• Sonuç bulunamadı

Bireysel Bir Özellik Olarak Güven

1.1. Sosyal Güven Kavramının Betimlenmesi

1.1.1. Sosyal Güven ve Temelleri

1.1.1.1. Bireysel Bir Özellik Olarak Güven

Literatürde soysal güvenin temelleri (kaynağı) üzerine bir inceleme yapıldığında, bilim adamları tarafından kabul edilmiş bir genel-geçer güven kaynağı olmadığını görürüz. Çalışmalar tartışmanın bu boyutunda da oldukça çeşitlenmiştir.

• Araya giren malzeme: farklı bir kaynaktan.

// Copyright 2025 the Reticle Authors
// SPDX-License-Identifier: Apache-2.0 OR MIT

//! Frame batcher: one intersection per pointer per frame.
//!
//! Input devices often report faster than the scene is rendered. The
//! [`FrameBatcher`] queues raw input between frames and, on
//! [`flush`](FrameBatcher::flush), recomputes each pointer's intersection
//! once, from its last move (and last wheel) sample. Earlier moves and wheels
//! are replayed as notify-only events against the intersection already in
//! place, so listeners still observe every physical sample. Presses,
//! releases, cancels and exits are never coalesced and run in arrival order.
//!
//! ```
//! use reticle_pointer::batch::{BatchOptions, BatchedInput, FrameBatcher};
//! use reticle_intersect::PointerSample;
//!
//! let mut batcher = FrameBatcher::new(BatchOptions::default());
//! for ts in 0..3 {
//!     batcher.push(1, BatchedInput::Move(PointerSample::new(ts)));
//! }
//! batcher.push(1, BatchedInput::Down(PointerSample::new(3)));
//! assert_eq!(batcher.len(), 4);
//! // At frame time: `batcher.flush(&mut registry, &mut env)`.
//! ```

use alloc::vec::Vec;
use core::mem;

use hashbrown::HashMap;
use log::{trace, warn};

use reticle_intersect::{IntersectError, PointerId, PointerSample};

use crate::registry::{PointerEnv, PointerRegistry};
use crate::types::NodeKey;

/// One queued raw input.
#[derive(Clone, Debug)]
pub enum BatchedInput {
    /// Pose or screen position changed.
    Move(PointerSample),
    /// Wheel turned.
    Wheel(PointerSample),
    /// Button pressed.
    Down(PointerSample),
    /// Button released.
    Up(PointerSample),
    /// Gesture aborted.
    Cancel(PointerSample),
    /// Device left, at the given timestamp.
    Exit(u64),
}

/// Batcher settings.
#[derive(Clone, Copy, Debug, PartialEq, Eq)]
pub struct BatchOptions {
    /// Replay coalesced moves and wheels as notify-only events.
    pub replay_skipped: bool,
}

impl Default for BatchOptions {
    fn default() -> Self {
        Self {
            replay_skipped: true,
        }
    }
}

impl BatchOptions {
    /// Set [`replay_skipped`](Self::replay_skipped).
    pub fn with_replay_skipped(mut self, replay_skipped: bool) -> Self {
        self.replay_skipped = replay_skipped;
        self
    }
}

/// Queue of raw input flushed once per frame.
#[derive(Clone, Debug, Default)]
pub struct FrameBatcher {
    options: BatchOptions,
    queue: Vec<(PointerId, BatchedInput)>,
}

impl FrameBatcher {
    /// Empty batcher.
    pub fn new(options: BatchOptions) -> Self {
        Self {
            options,
            queue: Vec::new(),
        }
    }

    /// Settings.
    pub fn options(&self) -> &BatchOptions {
        &self.options
    }

    /// Queue `input` for `pointer`.
    pub fn push(&mut self, pointer: PointerId, input: BatchedInput) {
        self.queue.push((pointer, input));
    }

    /// Number of queued inputs.
    pub fn len(&self) -> usize {
        self.queue.len()
    }

    /// Whether nothing is queued.
    pub fn is_empty(&self) -> bool {
        self.queue.is_empty()
    }

    /// Drop all queued input.
    pub fn clear(&mut self) {
        self.queue.clear();
    }

    /// Deliver everything queued since the last flush.
    ///
    /// Inputs for pointers missing from `registry` are skipped. A failed
    /// intersection is logged and the rest of the queue is still delivered;
    /// the first such error is returned.
    pub fn flush<K: NodeKey>(
        &mut self,
        registry: &mut PointerRegistry<K>,
        env: &mut PointerEnv<'_, K>,
    ) -> Result<(), IntersectError> {
        let queue = mem::take(&mut self.queue);
        let mut last_move: HashMap<PointerId, usize> = HashMap::new();
        let mut last_wheel: HashMap<PointerId, usize> = HashMap::new();
        for (index, (pointer, input)) in queue.iter().enumerate() {
            match input {
                BatchedInput::Move(_) => {
                    last_move.insert(*pointer, index);
                }
                BatchedInput::Wheel(_) => {
                    last_wheel.insert(*pointer, index);
                }
                _ => {}
            }
        }
        let replay = self.options.replay_skipped;
        let mut first_error = None;
        for (index, (pointer, input)) in queue.into_iter().enumerate() {
            if !registry.contains(pointer) {
                trace!("batched input for unknown pointer {pointer} dropped");
                continue;
            }
            match input {
                BatchedInput::Move(sample) => {
                    if last_move.get(&pointer) == Some(&index) {
                        if let Err(e) = registry.move_to(env, pointer, &sample) {
                            warn!("pointer {pointer}: batched move failed: {e}");
                            first_error.get_or_insert(e);
                        }
                    } else if replay {
                        registry.with_pointer(env, pointer, |p, cx| p.notify_move(cx, &sample));
                    }
                }
                BatchedInput::Wheel(sample) => {
                    if last_wheel.get(&pointer) == Some(&index) {
                        if let Err(e) = registry.wheel(env, pointer, &sample) {
                            warn!("pointer {pointer}: batched wheel failed: {e}");
                            first_error.get_or_insert(e);
                        }
                    } else if replay {
                        registry.with_pointer(env, pointer, |p, cx| p.notify_wheel(cx, &sample));
                    }
                }
                BatchedInput::Down(sample) => registry.down(env, pointer, &sample),
                BatchedInput::Up(sample) => registry.up(env, pointer, &sample),
                BatchedInput::Cancel(sample) => registry.cancel(env, pointer, &sample),
                BatchedInput::Exit(timestamp) => registry.exit(env, pointer, timestamp),
            }
        }
        first_error.map_or(Ok(()), Err)
    }
}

Güven, psikolojik “ben” özelliği olarak, deneysel psikologlar tarafından laboratuar ortamlarında çalışılmıştır. Sosyologlara yakın olan birçok araştırma siyaset bilimciler tarafından yapılmıştır. Siyaset bilimciler, sosyal güveni etkileyen faktörler, politik sistemler ve liderlere olan güven gibi konularla ilgilenmişlerdir (Misztal, 1998: 13-14)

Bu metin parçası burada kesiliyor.